Un omicidio di mafia sventato grazie agli arresti. E’ un’operazione che ha smantellato il clan di Bagheria, da sempre roccaforte di Cosa Nostra, quella messa in campo stamattina dai carabinieri, coordinati dal procuratore aggiunto di Palermo, Salvatore De Luca. Un uomo, nonostante gli “avvertimenti”, aveva continuato a sfidare i vertici mafiosi. Così i militari del comando provinciale di Palermo hanno eseguito un provvedimento di fermo emesso dalla Direzione distrettuale antimafia nei confronti di 8 indagati, accusati a vario titolo di associazione mafiosa e finalizzata al traffico di stupefacenti, detenzione e vendita di armi clandestine, estorsione, lesioni aggravate, maltrattamenti, reati aggravati dalle modalità mafiose. I carabinieri del nucleo investigativo – attraverso intercettazioni ambientali, telefoniche, telematiche e veicolari – hanno delineato il nuovo organigramma della famiglia mafiosa.

La mappa della mafia a Bagheria – I militari, infatti, hanno accertato il passaggio del comando della famiglia di Bagheria da Onofrio Catalano (detto ‘Gino’) a Massimiliano Ficano, ritenuto più autorevole, che aveva l’appoggio e il forte legame con il capomafia ergastolano Onofrio Morreale. L’investitura sarebbe avvenuta con il placet dell’allora capo mandamento Francesco Colletti, arrestato nell’operazione Cupola 2.0 e ora collaboratore di giustizia. Ficano, che si vantava della sua tradizione familiare, aveva scontato una condanna definitiva per associazione mafiosa e, approfittando del vuoto di potere, aveva preso il comando anche con metodi violenti. Insieme a Ficano, sono stati fermati oggi anche i suoi uomini più fidati. Si tratta di Gino Catalano, Bartolomeo Scaduto, Giuseppe Cannata, Salvatore D’Acquisto, Giuseppe Sanzone e Carmelo Fricano. Il boss si vantava con i suoi fedelissimi di essere stato iniziato nell’organizzazione dai mafiosi vicini a Bernardo Provenzano che in passato si erano occupati della latitanza del padrino corleonese.

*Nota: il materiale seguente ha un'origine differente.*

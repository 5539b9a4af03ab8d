//! Placement selection (`getPrimarySecondary`).

use rand::seq::SliceRandom;
use uuid::Uuid;

use crate::storage::catalog::Placement;

/// Choose two distinct nodes uniformly at random from `online_nodes`. If
/// only one node is online, it is returned as both primary and secondary.
///
/// Returns `None` if `online_nodes` is empty — there is nowhere to place
/// the row.
pub fn select_primary_secondary(online_nodes: &[Uuid]) -> Option<Placement> {
    if online_nodes.is_empty() {
        return None;
    }

    if online_nodes.len() == 1 {
        return Some(Placement {
            primary: online_nodes[0],
            secondary: online_nodes[0],
        });
    }

    let mut rng = rand::thread_rng();
    let mut chosen: Vec<Uuid> = online_nodes.to_vec();
    chosen.shuffle(&mut rng);

    Some(Placement {
        primary: chosen[0],
        secondary: chosen[1],
    })
}

/// Choose a replacement node for a reshuffle, excluding the lost node and
/// (when possible) the surviving role so the row ends up on two distinct
/// live nodes again.
pub fn select_replacement(online_nodes: &[Uuid], exclude: &[Uuid]) -> Option<Uuid> {
    let candidates: Vec<Uuid> = online_nodes
        .iter()
        .copied()
        .filter(|n| !exclude.contains(n))
        .collect();

    let pool = if candidates.is_empty() {
        online_nodes
    } else {
        &candidates
    };

    pool.choose(&mut rand::thread_rng()).copied()
}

L’imprenditore prestanome – Nel corso delle indagini è stato accertato che il capo della famiglia mafiosa aveva disponibilità di armi ed è stato anche individuato un imprenditore edile: si tratta di Carmelo Fricano (detto “Mezzo chilo“), ritenuto vicino allo storico capo mandamento detenuto Leonardo Greco. Le indagini hanno consentito di raccogliere una serie di elementi nei confronti dell’imprenditore edile adesso indagato per associazione di tipo mafioso.

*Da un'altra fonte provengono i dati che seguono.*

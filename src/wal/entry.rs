//! WAL Entry definitions
//!
//! Defines the structure of individual WAL log entries and their on-disk
//! encoding.
//!
//! ## Record format
//! ```text
//! ┌─────────┬─────────┬──────────┬────────┬─────────┬─────────┐
//! │ LSN (8) │Type (1) │ Rsvd (3) │Len (4) │ Payload │ CRC (4) │
//! └─────────┴─────────┴──────────┴────────┴─────────┴─────────┘
//! ```
//! `Payload` is the bincode encoding of `(timestamp, Operation)`. `CRC` is a
//! CRC32 of the payload bytes only, checked on read so a corrupt tail record
//! can be detected and the log truncated at the last good LSN.

use serde::{Deserialize, Serialize};

use crate::error::{CoreError, Result};

/// Size of the fixed header preceding the payload: lsn(8) + type(1) +
/// reserved(3) + len(4).
pub const HEADER_SIZE: usize = 16;

/// Size of the trailing CRC32.
pub const CRC_SIZE: usize = 4;

/// A single entry in the WAL.
#[derive(Debug, Clone, Serialize, Deserialize, PartialEq)]
pub struct WalEntry {
    /// Log Sequence Number - monotonically increasing.
    pub lsn: u64,

    /// The operation to perform.
    pub operation: Operation,

    /// Timestamp (unix millis) when entry was created.
    pub timestamp: u64,
}

/// Operations that can be logged.
#[derive(Debug, Clone, Serialize, Deserialize, PartialEq)]
pub enum Operation {
    /// Put a key-value pair.
    Put { key: Vec<u8>, value: Vec<u8> },

    /// Delete a key (writes a tombstone).
    Delete { key: Vec<u8> },
}

impl Operation {
    /// The type byte recorded in the header, kept for parity with the wire
    /// format even though decoding goes through the bincode payload.
    fn type_byte(&self) -> u8 {
        match self {
            Operation::Put { .. } => 0x01,
            Operation::Delete { .. } => 0x02,
        }
    }
}

impl WalEntry {
    /// Build a new entry with the current wall-clock timestamp.
    pub fn new(lsn: u64, operation: Operation) -> Self {
        let timestamp = std::time::SystemTime::now()
            .duration_since(std::time::UNIX_EPOCH)
            .map(|d| d.as_millis() as u64)
            .unwrap_or(0);

        Self {
            lsn,
            operation,
            timestamp,
        }
    }

    /// Serialize this entry to its on-disk record format.
    pub fn serialize(&self) -> Result<Vec<u8>> {
        let payload = bincode::serialize(&(self.timestamp, &self.operation))?;
        let len = payload.len() as u32;

        let mut header = Vec::with_capacity(HEADER_SIZE);
        header.extend_from_slice(&self.lsn.to_le_bytes());
        header.push(self.operation.type_byte());
        header.extend_from_slice(&[0u8; 3]); // reserved
        header.extend_from_slice(&len.to_le_bytes());

        let crc = crc32fast::hash(&payload);

        let mut out = Vec::with_capacity(HEADER_SIZE + payload.len() + CRC_SIZE);
        out.extend_from_slice(&header);
        out.extend_from_slice(&payload);
        out.extend_from_slice(&crc.to_le_bytes());
        Ok(out)
    }

    /// Deserialize an entry from a full record buffer (header + payload +
    /// crc). Returns [`CoreError::WalCorruption`] if the CRC does not match.
    pub fn deserialize(buf: &[u8]) -> Result<Self> {
        if buf.len() < HEADER_SIZE + CRC_SIZE {
            return Err(CoreError::WalCorruption(
                "record shorter than header + crc".to_string(),
            ));
        }

        let lsn = u64::from_le_bytes(buf[0..8].try_into().unwrap());
        let _type_byte = buf[8];
        let len = u32::from_le_bytes(buf[12..16].try_into().unwrap()) as usize;

        if buf.len() != HEADER_SIZE + len + CRC_SIZE {
            return Err(CoreError::WalCorruption(format!(
                "record length mismatch: expected {} bytes, got {}",
                HEADER_SIZE + len + CRC_SIZE,
                buf.len()
            )));
        }

        let payload = &buf[HEADER_SIZE..HEADER_SIZE + len];
        let crc_bytes = &buf[HEADER_SIZE + len..HEADER_SIZE + len + CRC_SIZE];
        let stored_crc = u32::from_le_bytes(crc_bytes.try_into().unwrap());
        let actual_crc = crc32fast::hash(payload);

        if stored_crc != actual_crc {
            return Err(CoreError::WalCorruption(format!(
                "CRC mismatch at lsn {}: stored {:#x}, computed {:#x}",
                lsn, stored_crc, actual_crc
            )));
        }

        let (timestamp, operation): (u64, Operation) = bincode::deserialize(payload)?;

        Ok(Self {
            lsn,
            operation,
            timestamp,
        })
    }
}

L’omicidio sventato – Ma quale è l”omicidio sventato dagli inquirenti col blitz di oggi? Quello di Fabio Tripoli, apparentemente estraneo al contesto mafioso, ubriaco e spesso intemperante, che si era permesso di sfidare pubblicamente il capo mafia Ficano. La reazione contro l’affronto non era tardata. Ficano avrebbe incaricato alcuni affiliati di picchiare Tripoli. Un violento pestaggio che provocò alla vittima un trauma cranico e la frattura della mano. Nonostante l’aggressione Tripoli avrebbe tuttavia continuato a sfidare il capo mafia armandosi con una accetta e dicendo in giro di essere intenzionato a dare fuoco a un locale inaugurato dallo stesso Ficano. Un affronto che il boss decise di lavare con il sangue. Per cercare di costruirsi un alibi, dopo aver dato l’ordine di uccidere il “ribelle”, il boss si allontanò da Bagheria, anche per prepararsi alla fuga visto il pericolo di essere arrestato.

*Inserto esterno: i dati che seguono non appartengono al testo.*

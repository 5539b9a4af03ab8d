//! Storage Scheduler
//!
//! Singleton background persister. Periodically (and on-demand, e.g. at
//! shutdown) snapshots the catalog's metadata and every table's storage
//! and replica objects to disk, independent of LSM flushing.
//!
//! The "running flag" is a single process-wide atomic boolean acquired via
//! CAS — this is the only mechanism allowed to gate `perform_persist`, per
//! the at-most-one-in-flight invariant.

use std::sync::atomic::{AtomicBool, Ordering};
use std::sync::Arc;
use std::thread::{self, JoinHandle};
use std::time::Duration;

use tracing::{info, warn};

use crate::storage::catalog::Catalog;

/// Outcome of a `perform_persist` call.
#[derive(Debug, Clone, PartialEq, Eq)]
pub enum PersistOutcome {
    /// The snapshot completed successfully.
    Success,
    /// Nothing to persist — every database was empty.
    NothingToPersist,
    /// Rejected without side effects.
    Skipped(SkipReason),
    /// The snapshot started but an I/O error aborted it; the flag was
    /// still cleared.
    Failed(String),
}

#[derive(Debug, Clone, Copy, PartialEq, Eq)]
pub enum SkipReason {
    NetworkOffline,
    AlreadyRunning,
}

/// Guard that clears the running flag on drop — including on panic — so a
/// failed or cancelled persist never leaves the scheduler stuck in
/// `PERSISTING`.
struct RunningGuard<'a>(&'a AtomicBool);

impl Drop for RunningGuard<'_> {
    fn drop(&mut self) {
        self.0.store(false, Ordering::SeqCst);
    }
}

/// The Storage Scheduler singleton.
pub struct Scheduler {
    running: AtomicBool,
    tick_interval: Duration,
}

impl Scheduler {
    pub fn new(tick_interval: Duration) -> Self {
        Self {
            running: AtomicBool::new(false),
            tick_interval,
        }
    }

    /// Whether a persist is currently in flight.
    pub fn is_running(&self) -> bool {
        self.running.load(Ordering::SeqCst)
    }

    /// `perform_persist`: snapshot the catalog if the network is online and
    /// no other persist is already running.
    ///
    /// Concurrent callers race on the same atomic boolean; exactly one
    /// acquires it and the rest return `Skipped(AlreadyRunning)` without
    /// touching disk.
    pub fn perform_persist(&self, catalog: &Catalog, network_online: bool) -> PersistOutcome {
        if !network_online {
            return PersistOutcome::Skipped(SkipReason::NetworkOffline);
        }

        if self
            .running
            .compare_exchange(false, true, Ordering::SeqCst, Ordering::SeqCst)
            .is_err()
        {
            return PersistOutcome::Skipped(SkipReason::AlreadyRunning);
        }
        let _guard = RunningGuard(&self.running);

        let databases = catalog.databases();
        if databases.is_empty() {
            info!("nothing to persist");
            return PersistOutcome::NothingToPersist;
        }

        match catalog.save_all() {
            Ok(()) => {
                info!(databases = databases.len(), "persisted catalog snapshot");
                PersistOutcome::Success
            }
            Err(e) => {
                warn!(error = %e, "scheduler persist failed");
                PersistOutcome::Failed(e.to_string())
            }
        }
    }

    /// Spawn the periodic background tick. Stops cooperatively when
    /// `cancel` is set, checked at least once per tick interval.
    pub fn spawn_periodic(
        self: Arc<Self>,
        catalog: Arc<Catalog>,
        network_online: Arc<AtomicBool>,
        cancel: Arc<AtomicBool>,
    ) -> JoinHandle<()> {
        thread::Builder::new()
            .name("scheduler-tick".to_string())
            .spawn(move || {
                while !cancel.load(Ordering::Relaxed) {
                    thread::sleep(self.tick_interval);
                    if cancel.load(Ordering::Relaxed) {
                        break;
                    }
                    let online = network_online.load(Ordering::Relaxed);
                    let _ = self.perform_persist(&catalog, online);
                }
            })
            .expect("failed to spawn scheduler thread")
    }
}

E al panificio venne vietato di produrre dolci – Ma non solo. Le indagini hanno documentato anche come Ficano imponeva la propria autorità sul territorio. Non solo estorsioni ma anche alla risoluzione delle controversie tra privati. Così poteva accadere che un panificio, accusato di ‘concorrenza sleale‘ a un’attività gestita da un soggetto vicino al clan, fosse costretto a modificare la propria produzione, in modo da non danneggiare l’esercizio commerciale vicino ai clan. “Le vittime sono state effettivamente costrette a smettere di produrre i dolci oggetto della contestazione mafiosa di ‘concorrenza slealè”, spiegano gli investigatori. Per il resto come spesso capita il core business della cosca era rappresentato dallo spaccio di droga e dai centri scommesse. Non sapendo di essere intercettato e parlando con un suo stretto collaboratore il bossFicano spiegava l’importanza del traffico di sostanze stupefacenti e della gestione dei centri scommesse, le attività più remunerative per la famiglia. “Attività che venivano controllate direttamente da capomafia – spiegano gli investigatori dell’Arma – anche se non si esponeva mai in prima persona, delegando i suoi più fidati collaboratori”. I proventi servivano a provvedere al sostentamento dei familiari dei detenuti, dovere ‘sacrò dei boss liberi “in quanto, in caso di mancato adempimento di tale delicata incombenza, vacillerebbe il vincolo di omertà interna e, di conseguenza, la graniticità di Cosa Nostra”, dicono gli investigatori.